//! Metadata resolution engine
//!
//! Resolves filename-derived hints into canonical records through a strict
//! provider-fallback chain: the community catalog answers first, TMDb answers
//! only when the primary chain comes up short. Every lookup outcome, present
//! or absent, is memoized in the resolver-owned [`LookupCache`].

use crate::cache::{CacheKey, LookupCache};
use crate::config::Config;
use crate::error::Result;
use crate::normalize;
use crate::providers::{CinemetaClient, TmdbClient};
use crate::types::{
    CanonicalMetadata, EpisodeDetails, FilenameParser, MediaHint, MediaKind, Provider,
    ReferenceContext, ReferenceEncoder, Resolution, ResolvedItem, SearchHit,
};
use regex::Regex;
use std::sync::{Arc, OnceLock};
use tokio::sync::Semaphore;

/// Filename parser that declines every filename.
///
/// Useful for callers that only drive the hint-level API and never the
/// single-file path.
#[derive(Clone, Copy, Debug, Default)]
pub struct NoOpFilenameParser;

impl FilenameParser for NoOpFilenameParser {
    fn parse(&self, _filename: &str) -> Option<MediaHint> {
        None
    }
}

/// Reference encoder that never produces a token.
#[derive(Clone, Copy, Debug, Default)]
pub struct NoOpReferenceEncoder;

impl ReferenceEncoder for NoOpReferenceEncoder {
    fn encode(&self, _context: &ReferenceContext) -> Option<String> {
        None
    }
}

/// Hint-to-metadata resolver with provider fallback and memoization
pub struct Resolver {
    config: Arc<Config>,
    cinemeta: CinemetaClient,
    tmdb: TmdbClient,
    cache: LookupCache,
    parser: Arc<dyn FilenameParser>,
    encoder: Arc<dyn ReferenceEncoder>,
}

impl Resolver {
    /// Build a resolver from a validated configuration.
    ///
    /// Both provider clients share one counting gate sized by
    /// `max_concurrent_requests`, so the cap applies across providers.
    pub fn new(
        config: Arc<Config>,
        parser: Arc<dyn FilenameParser>,
        encoder: Arc<dyn ReferenceEncoder>,
    ) -> Result<Self> {
        config.validate()?;
        let gate = Arc::new(Semaphore::new(config.providers.max_concurrent_requests));
        Ok(Self {
            cinemeta: CinemetaClient::new(&config.providers, Arc::clone(&gate))?,
            tmdb: TmdbClient::new(&config.providers, gate)?,
            cache: LookupCache::new(),
            parser,
            encoder,
            config,
        })
    }

    /// The resolver-owned lookup cache
    pub fn cache(&self) -> &LookupCache {
        &self.cache
    }

    /// Resolve a structured hint into a canonical record.
    ///
    /// A hint carrying both season and episode is resolved as an episode;
    /// anything else is resolved as a movie. An empty title short-circuits to
    /// [`Resolution::Unresolved`] without touching the network.
    pub async fn resolve_hint(&self, hint: &MediaHint) -> Resolution {
        if hint.title.trim().is_empty() {
            return Resolution::Unresolved;
        }
        match (hint.season, hint.episode) {
            (Some(season), Some(episode)) => self.resolve_episode(hint, season, episode).await,
            _ => self.resolve_movie(hint).await,
        }
    }

    /// Resolve a raw filename into a [`ResolvedItem`] for the caller.
    ///
    /// Returns `None` for anything the pipeline refuses to resolve: an
    /// unparseable filename, a gated-out item, or an unresolved hint.
    pub async fn resolve_file(
        &self,
        filename: &str,
        context: &ReferenceContext,
    ) -> Option<ResolvedItem> {
        let hint = self.parser.parse(filename)?;
        if should_skip(filename, &hint) {
            tracing::debug!(filename = %filename, "skipping file before resolution");
            return None;
        }

        let reference_token = self.encoder.encode(context);
        match self.resolve_hint(&hint).await {
            Resolution::Resolved(metadata) => Some(ResolvedItem {
                metadata,
                quality: hint.quality,
                reference_token,
            }),
            Resolution::Unresolved => {
                tracing::debug!(filename = %filename, title = %hint.title, "no provider resolved the file");
                None
            }
        }
    }

    async fn resolve_movie(&self, hint: &MediaHint) -> Resolution {
        // Primary chain: known id, else catalog search with "title year"
        let imdb_id = match imdb_hint(hint) {
            Some(id) => Some(id),
            None => {
                let query = match hint.year {
                    Some(year) => format!("{} {}", hint.title, year),
                    None => hint.title.clone(),
                };
                self.primary_search(&query, MediaKind::Movie)
                    .await
                    .map(|hit| hit.id)
            }
        };
        if let Some(id) = imdb_id {
            if let Some(meta) = self.primary_detail(&id, MediaKind::Movie).await {
                return Resolution::Resolved(meta);
            }
        }

        // Secondary chain
        let Some(hit) = self
            .secondary_search(&hint.title, MediaKind::Movie, hint.year)
            .await
        else {
            return Resolution::Unresolved;
        };
        let Ok(tmdb_id) = hit.id.parse::<i64>() else {
            return Resolution::Unresolved;
        };
        match self.secondary_movie_detail(tmdb_id).await {
            Some(meta) => Resolution::Resolved(meta),
            None => Resolution::Unresolved,
        }
    }

    async fn resolve_episode(&self, hint: &MediaHint, season: u32, episode: u32) -> Resolution {
        // Primary chain only counts when it yields BOTH the show record and
        // the episode fragment; a partial answer falls through wholesale.
        let imdb_id = match imdb_hint(hint) {
            Some(id) => Some(id),
            None => self
                .primary_search(&hint.title, MediaKind::Tv)
                .await
                .map(|hit| hit.id),
        };
        if let Some(id) = imdb_id {
            let show = self.primary_detail(&id, MediaKind::Tv).await;
            let fragment = self.primary_episode(&id, season, episode).await;
            if let (Some(show), Some(fragment)) = (show, fragment) {
                return Resolution::Resolved(show.with_episode(fragment));
            }
        }

        // Secondary chain; a missing episode fragment is tolerated here and
        // replaced with a labeled placeholder.
        let Some(hit) = self.secondary_search(&hint.title, MediaKind::Tv, None).await else {
            return Resolution::Unresolved;
        };
        let Ok(tmdb_id) = hit.id.parse::<i64>() else {
            return Resolution::Unresolved;
        };
        let Some(show) = self.secondary_tv_detail(tmdb_id).await else {
            return Resolution::Unresolved;
        };
        let fragment = self
            .secondary_episode(tmdb_id, season, episode)
            .await
            .unwrap_or_else(|| normalize::fallback_episode(&show.title, season, episode));
        Resolution::Resolved(show.with_episode(fragment))
    }

    async fn primary_search(&self, query: &str, kind: MediaKind) -> Option<SearchHit> {
        let key = CacheKey::search(Provider::Cinemeta, query, kind, None);
        if let Some(outcome) = self.cache.search(&key) {
            return outcome;
        }
        let outcome = self.cinemeta.search(query, kind).await;
        self.cache.put_search(key, outcome.clone());
        outcome
    }

    async fn primary_detail(&self, imdb_id: &str, requested: MediaKind) -> Option<CanonicalMetadata> {
        // IMDb ids are globally unique, so the key needs no kind.
        let key = CacheKey::detail(Provider::Cinemeta, imdb_id, None);
        if let Some(outcome) = self.cache.detail(&key) {
            return outcome;
        }
        let outcome = self
            .cinemeta
            .detail(imdb_id)
            .await
            .map(|raw| normalize::record_from_cinemeta(&self.config.providers, &raw, requested));
        self.cache.put_detail(key, outcome.clone());
        outcome
    }

    async fn primary_episode(
        &self,
        imdb_id: &str,
        season: u32,
        episode: u32,
    ) -> Option<EpisodeDetails> {
        let key = CacheKey::episode(Provider::Cinemeta, imdb_id, season, episode);
        if let Some(outcome) = self.cache.episode(&key) {
            return outcome;
        }
        let outcome = self
            .cinemeta
            .episode(imdb_id, season, episode)
            .await
            .map(|raw| normalize::episode_from_cinemeta(&raw, season, episode));
        self.cache.put_episode(key, outcome.clone());
        outcome
    }

    async fn secondary_search(
        &self,
        title: &str,
        kind: MediaKind,
        year: Option<i32>,
    ) -> Option<SearchHit> {
        let key = CacheKey::search(Provider::Tmdb, title, kind, year);
        if let Some(outcome) = self.cache.search(&key) {
            return outcome;
        }
        let outcome = self.tmdb.search(title, kind, year).await;
        self.cache.put_search(key, outcome.clone());
        outcome
    }

    async fn secondary_movie_detail(&self, tmdb_id: i64) -> Option<CanonicalMetadata> {
        // Movie and TV id namespaces overlap numerically, so the key carries
        // the kind.
        let key = CacheKey::detail(Provider::Tmdb, &tmdb_id.to_string(), Some(MediaKind::Movie));
        if let Some(outcome) = self.cache.detail(&key) {
            return outcome;
        }
        let outcome = self
            .tmdb
            .movie_details(tmdb_id)
            .await
            .map(|raw| normalize::movie_from_tmdb(&self.config.providers, &raw));
        self.cache.put_detail(key, outcome.clone());
        outcome
    }

    async fn secondary_tv_detail(&self, tmdb_id: i64) -> Option<CanonicalMetadata> {
        let key = CacheKey::detail(Provider::Tmdb, &tmdb_id.to_string(), Some(MediaKind::Tv));
        if let Some(outcome) = self.cache.detail(&key) {
            return outcome;
        }
        let outcome = self
            .tmdb
            .tv_details(tmdb_id)
            .await
            .map(|raw| normalize::show_from_tmdb(&self.config.providers, &raw));
        self.cache.put_detail(key, outcome.clone());
        outcome
    }

    async fn secondary_episode(
        &self,
        tmdb_id: i64,
        season: u32,
        episode: u32,
    ) -> Option<EpisodeDetails> {
        let key = CacheKey::episode(Provider::Tmdb, &tmdb_id.to_string(), season, episode);
        if let Some(outcome) = self.cache.episode(&key) {
            return outcome;
        }
        let outcome = self
            .tmdb
            .episode_details(tmdb_id, season, episode)
            .await
            .map(|raw| normalize::episode_from_tmdb(&self.config.providers, &raw, season, episode));
        self.cache.put_episode(key, outcome.clone());
        outcome
    }
}

fn imdb_hint(hint: &MediaHint) -> Option<String> {
    hint.external_id_hint
        .clone()
        .filter(|id| id.starts_with("tt"))
}

// Gating rules applied before any network work: combined multi-episode
// files, multipart archives, quality-less files, season-only hints, and
// title-less hints are all skipped.
fn should_skip(filename: &str, hint: &MediaHint) -> bool {
    static MULTIPART: OnceLock<Regex> = OnceLock::new();
    let multipart = MULTIPART.get_or_init(|| {
        Regex::new(r"(?i)(?:part|cd|dis[ck])[\s._-]*\d+\.\w+$").unwrap_or_else(|_| unreachable!())
    });

    filename.to_lowercase().contains("combined")
        || multipart.is_match(filename)
        || hint.quality.is_empty()
        || (hint.season.is_some() && hint.episode.is_none())
        || hint.title.trim().is_empty()
}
+ + + + +
**Work to complete:**
Show every line above in which the word "combined" occurs.

**Response:**
// Gating rules applied before any network work: combined multi-episode
    filename.to_lowercase().contains("combined")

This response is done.